Pour qu’une telle liste fasse du bien, il faut rechercher quelque chose de plus ambitieux que « l’antiracisme ». Le mot et son équivalent nominal, « antiraciste », suggèrent une sorte de projet vaniteux, où le but n’est plus d’en apprendre davantage sur la race, le pouvoir et le capital, mais de se rapprocher de l’ordre éclairé de l’antiraciste. Et pourtant, si l’on lisait réellement bon nombre de ces livres, on pourrait conclure qu’il n’y a pas de stase antiraciste à la portée d’une vie. Il ne peut donc y avoir de canon antiraciste qui ne cristallise pas le sens même des choses qu’il propose de saper. L’assurance même de l’absolution est entachée. Les lecteurs d'introduction à la course, malgré leurs défauts, courtisent au moins le genre de public qui se sent perdu en mer dans toute cette histoire de course, et les lecteurs peuvent passer de l'un à l'autre jusqu'à ce qu'ils soient prêts pour les choses les plus difficiles. Mais il est injuste de supplier d’autres auteurs et d’autres auteurs, dont beaucoup sont morts, de faire ce genre de travail pour quelqu’un. Si vous voulez lire un roman, lisez un foutu roman, comme si c'était un roman.

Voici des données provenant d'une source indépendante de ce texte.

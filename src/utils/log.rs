// src/utils/log.rs

//! Log formatting helpers on top of the `log` facade.

use crate::models::PipelineStats;

/// Log a summary section
pub fn summary(title: &str, items: &[(&str, String)]) {
    log::info!("[SUMMARY] {}", title);
    for (key, value) in items {
        log::info!("    {}: {}", key, value);
    }
}

/// Log the pipeline counters under `title`.
pub fn stats(title: &str, stats: &PipelineStats) {
    summary(title, &stats.summary_items());
}
// src/error.rs

//! Unified error handling for the re-crawl pipeline.

use std::fmt;

use thiserror::Error;

/// Result type alias for pipeline operations.
pub type Result<T> = std::result::Result<T, AppError>;

/// Unified application error type.
#[derive(Error, Debug)]
pub enum AppError {
    /// I/O operation failed
    #[error("I/O error: {0}")]
    Io(#[from] std::io::Error),

    /// HTTP request failed
    #[error("HTTP error: {0}")]
    Http(#[from] reqwest::Error),

    /// JSON serialization/deserialization failed
    #[error("JSON error: {0}")]
    Json(#[from] serde_json::Error),

    /// TOML parsing failed
    #[error("TOML parse error: {0}")]
    Toml(#[from] toml::de::Error),

    /// URL parsing failed
    #[error("URL parse error: {0}")]
    Url(#[from] url::ParseError),

    /// CSS selector parsing failed
    #[error("Invalid selector '{selector}': {message}")]
    Selector { selector: String, message: String },

    /// Configuration error
    #[error("Configuration error: {0}")]
    Config(String),

    /// Data validation error
    #[error("Validation error: {0}")]
    Validation(String),

    /// Work queue backing store unavailable
    #[error("Queue transport error: {0}")]
    Queue(String),

    /// Transient fetch or parse failure for a single item
    #[error("Fetch error for {context}: {message}")]
    Fetch { context: String, message: String },

    /// Raw payload failed schema validation
    #[error("Normalize error for {id}: {message}")]
    Normalize { id: String, message: String },

    /// Downstream sink rejected a call
    #[error("Sink error: {0}")]
    Sink(String),

    /// A collaborator call exceeded its deadline
    #[error("Timed out after {0:?}: {1}")]
    Timeout(std::time::Duration, String),
}

impl AppError {
    /// Create a selector parsing error.
    pub fn selector(selector: impl Into<String>, message: impl fmt::Display) -> Self {
        Self::Selector {
            selector: selector.into(),
            message: message.to_string(),
        }
    }

    /// Create a configuration error.
    pub fn config(message: impl Into<String>) -> Self {
        Self::Config(message.into())
    }

    /// Create a validation error.
    pub fn validation(message: impl Into<String>) -> Self {
        Self::Validation(message.into())
    }

    /// Create a queue transport error.
    pub fn queue(message: impl fmt::Display) -> Self {
        Self::Queue(message.to_string())
    }

    /// Create a fetch error with context.
    pub fn fetch(context: impl Into<String>, message: impl fmt::Display) -> Self {
        Self::Fetch {
            context: context.into(),
            message: message.to_string(),
        }
    }

    /// Create a normalization error for an item.
    pub fn normalize(id: impl Into<String>, message: impl fmt::Display) -> Self {
        Self::Normalize {
            id: id.into(),
            message: message.to_string(),
        }
    }

    /// Create a sink error.
    pub fn sink(message: impl fmt::Display) -> Self {
        Self::Sink(message.to_string())
    }

    /// Whether this error means the queue backing store is unavailable.
    ///
    /// Only this class may pause a whole worker loop.
    pub fn is_queue_transport(&self) -> bool {
        matches!(self, Self::Queue(_))
    }
}

impl From<sqlx::Error> for AppError {
    fn from(e: sqlx::Error) -> Self {
        Self::Queue(e.to_string())
    }
}

impl From<sqlx::migrate::MigrateError> for AppError {
    fn from(e: sqlx::migrate::MigrateError) -> Self {
        Self::Queue(format!("migration failed: {e}"))
    }
}

#[cfg(test)]
mod tests {
    use super::*;

    #[test]
    fn test_queue_errors_are_transport() {
        assert!(AppError::queue("connection refused").is_queue_transport());
        assert!(!AppError::fetch("item 1", "reset by peer").is_queue_transport());
        assert!(!AppError::sink("503").is_queue_transport());
        assert!(AppError::from(sqlx::Error::PoolTimedOut).is_queue_transport());
    }

    #[test]
    fn test_display_includes_context() {
        let err = AppError::normalize("42", "missing field `id`");
        assert_eq!(err.to_string(), "Normalize error for 42: missing field `id`");
    }
}
//! Detail worker.
//!
//! Turns a claimed id into a forwarded change, a confirmed no-op, a
//! scheduled retry, a permanent failure or a not-found drop.

use std::sync::Arc;
use std::time::Duration;

use async_trait::async_trait;
use chrono::Utc;

use crate::error::Result;
use crate::models::{Config, Counter, FetchOutcome, ItemId, RateLimit, RawPayload, RetryPolicy};
use crate::pipeline::runner::PollTask;
use crate::pipeline::{outcome_or_transient, with_timeout};
use crate::queue::WorkQueue;
use crate::services::{DetailFetcher, Normalizer, Sink};

/// Settings a worker needs besides its collaborators.
#[derive(Debug, Clone)]
pub struct WorkerSettings {
    pub catalog: String,
    pub country: String,
    pub retry: RetryPolicy,
    pub rate_limit: RateLimit,
    /// Deadline of every fetch and sink call
    pub call_timeout: Duration,
}

impl WorkerSettings {
    pub fn from_config(config: &Config) -> Self {
        Self {
            catalog: config.source.catalog(),
            country: config.source.country.clone(),
            retry: config.retry.clone(),
            rate_limit: config.rate_limit.clone(),
            call_timeout: config.http.timeout(),
        }
    }
}

/// Terminal state of one attempt on one id.
#[derive(Debug, Clone, Copy, PartialEq, Eq)]
pub enum ItemOutcome {
    /// Another worker already finished this id
    AlreadyProcessed,
    Changed,
    Unchanged,
    NotFound,
    RetryScheduled,
    PermanentlyFailed,
}

pub struct Worker {
    queue: Arc<dyn WorkQueue>,
    fetcher: Arc<dyn DetailFetcher>,
    normalizer: Arc<dyn Normalizer>,
    sink: Arc<dyn Sink>,
    settings: WorkerSettings,
}

impl Worker {
    pub fn new(
        queue: Arc<dyn WorkQueue>,
        fetcher: Arc<dyn DetailFetcher>,
        normalizer: Arc<dyn Normalizer>,
        sink: Arc<dyn Sink>,
        settings: WorkerSettings,
    ) -> Self {
        Self {
            queue,
            fetcher,
            normalizer,
            sink,
            settings,
        }
    }

    /// Process one claimed id.
    ///
    /// Fetch and sink failures are folded into the outcome; only queue
    /// transport errors are returned as `Err`.
    pub async fn process(&self, run_id: &str, id: &str) -> Result<ItemOutcome> {
        if self.queue.is_processed(id).await? {
            // Releases the claim without counting a second time
            self.queue.mark_processed(id).await?;
            log::debug!("[{run_id}] {id} already processed, skipping");
            return Ok(ItemOutcome::AlreadyProcessed);
        }

        let fetched = with_timeout(
            self.settings.call_timeout,
            format!("fetch {id}"),
            self.fetcher.fetch(id),
        )
        .await;

        match outcome_or_transient(fetched) {
            FetchOutcome::Found(payload) => self.apply(run_id, id, payload).await,
            FetchOutcome::NotFound => {
                self.queue.mark_not_found(id).await?;
                log::info!("[{run_id}] {id} not found at source, dropped");
                Ok(ItemOutcome::NotFound)
            }
            FetchOutcome::Ambiguous(reason) => {
                self.fail(run_id, id, &format!("ambiguous: {reason}")).await
            }
            FetchOutcome::Transient(reason) => self.fail(run_id, id, &reason).await,
        }
    }

    async fn apply(&self, run_id: &str, id: &str, payload: RawPayload) -> Result<ItemOutcome> {
        let hash = payload.content_hash();

        if !self.queue.has_changed(id, &hash).await? {
            self.queue.store_snapshot(id, &hash, Utc::now()).await?;
            self.queue.incr(Counter::Unchanged).await?;
            self.queue.mark_processed(id).await?;
            log::debug!("[{run_id}] {id} unchanged");
            return Ok(ItemOutcome::Unchanged);
        }

        let record = match self.normalizer.normalize(id, &payload) {
            Ok(record) => record,
            Err(e) => return self.fail(run_id, id, &e.to_string()).await,
        };

        let ingested = with_timeout(
            self.settings.call_timeout,
            format!("ingest {id}"),
            self.sink.ingest(
                &self.settings.catalog,
                id,
                &self.settings.country,
                &record,
                &payload,
            ),
        )
        .await;
        if let Err(e) = ingested {
            return self.fail(run_id, id, &e.to_string()).await;
        }

        // Snapshot only after the sink accepted the record, so a failed
        // ingest is retried as a change
        self.queue.store_snapshot(id, &hash, Utc::now()).await?;
        self.queue.incr(Counter::Changed).await?;
        self.queue.mark_processed(id).await?;
        log::info!("[{run_id}] {id} changed, ingested");
        Ok(ItemOutcome::Changed)
    }

    /// Back off, then hand the failed attempt to the queue's retry bookkeeping.
    async fn fail(&self, run_id: &str, id: &str, reason: &str) -> Result<ItemOutcome> {
        let policy = &self.settings.retry;
        let attempt = self
            .queue
            .retry_record(id)
            .await?
            .map_or(0, |r| r.attempts)
            + 1;

        if !policy.is_exhausted(attempt) {
            let delay = policy.backoff(attempt);
            log::warn!(
                "[{run_id}] {id} attempt {attempt}/{} failed, retrying in {delay:?}: {reason}",
                policy.max_attempts
            );
            tokio::time::sleep(delay).await;
        }

        if self
            .queue
            .requeue_with_retry(id, policy.max_attempts, reason)
            .await?
        {
            Ok(ItemOutcome::RetryScheduled)
        } else {
            log::error!(
                "[{run_id}] {id} permanently failed after {attempt} attempts, last error: {reason}"
            );
            Ok(ItemOutcome::PermanentlyFailed)
        }
    }
}

#[async_trait]
impl PollTask for Worker {
    fn queue(&self) -> &dyn WorkQueue {
        self.queue.as_ref()
    }

    async fn poll(&self, timeout: Duration) -> Result<Option<ItemId>> {
        self.queue.pop(timeout).await
    }

    async fn handle(&self, run_id: &str, id: &str) -> Result<()> {
        let outcome = self.process(run_id, id).await?;
        if outcome != ItemOutcome::AlreadyProcessed {
            tokio::time::sleep(self.settings.rate_limit.delay()).await;
        }
        Ok(())
    }

    async fn release(&self, id: &str) -> Result<()> {
        if !self.queue.release(id).await? {
            log::debug!("{id} was no longer claimed when released");
        }
        Ok(())
    }
}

Appels àEn savoir pluset àlis cecime semble particulièrement drôle, ou du moins comique, en pleine pandémie alors que tout le monde admet que même nos espaces d’attention habituellement faibles ont été décimés. Il existe des endroits plus vifs pour glaner une longue histoire de l’Amérique, comme les podcasts, s’il fallait autant de temps à quelqu’un pour s’en soucier. Comme l'a souligné un ami sur Twitter, George Zimmerman a été acquitté il y a sept ans. Donald Trump a été élu il y a quatre ans. Le Mois de l’histoire des Noirs a lieu chaque année. Les flics tuent tout le temps. Les livres sont là, ils ont toujours été là, mais les listes continuent d'affluer, nous baignant dans le plaisir d'une recommandation. Mais c'est le problème de la lecture. Il faut le faire.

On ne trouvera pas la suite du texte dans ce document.